→ To do
From the entries below, list each line with "self".

++++ Data for this task

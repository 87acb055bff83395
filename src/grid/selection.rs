use super::StepGrid;
use std::ops::Range;

/// A rectangular region of the grid an edit applies to.
#[derive(Debug, Clone, Copy, PartialEq, Eq)]
pub enum Selection {
    Cell { lane: usize, step: usize },
    /// One lane across one bar.
    LaneInBar { lane: usize, page: usize },
    /// One step column (every lane) inside one bar. `step` is bar-relative.
    StepInBar { step: usize, page: usize },
    Bar { page: usize },
    All,
}

#[derive(Debug, Clone, PartialEq, Eq)]
pub struct SelectionBounds {
    pub lanes: Range<usize>,
    pub steps: Range<usize>,
}

impl Selection {
    /// Resolves the selection against `grid`. `None` when any part of it
    /// falls outside the grid.
    pub fn bounds(&self, grid: &StepGrid) -> Option<SelectionBounds> {
        let lane_count = grid.lanes.len();
        let all_lanes = 0..lane_count;
        match *self {
            Selection::Cell { lane, step } => {
                (lane < lane_count && step < grid.steps).then(|| SelectionBounds {
                    lanes: lane..lane + 1,
                    steps: step..step + 1,
                })
            }
            Selection::LaneInBar { lane, page } => {
                let steps = grid.bar_range(page)?;
                (lane < lane_count).then(|| SelectionBounds {
                    lanes: lane..lane + 1,
                    steps,
                })
            }
            Selection::StepInBar { step, page } => {
                let bar = grid.bar_range(page)?;
                let absolute = bar.start.checked_add(step)?;
                (absolute < bar.end).then(|| SelectionBounds {
                    lanes: all_lanes,
                    steps: absolute..absolute + 1,
                })
            }
            Selection::Bar { page } => Some(SelectionBounds {
                lanes: all_lanes,
                steps: grid.bar_range(page)?,
            }),
            Selection::All => Some(SelectionBounds {
                lanes: all_lanes,
                steps: 0..grid.steps,
            }),
        }
    }
}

++++++++

→ The answer
    pub fn bounds(&self, grid: &StepGrid) -> Option<SelectionBounds> {
        match *self {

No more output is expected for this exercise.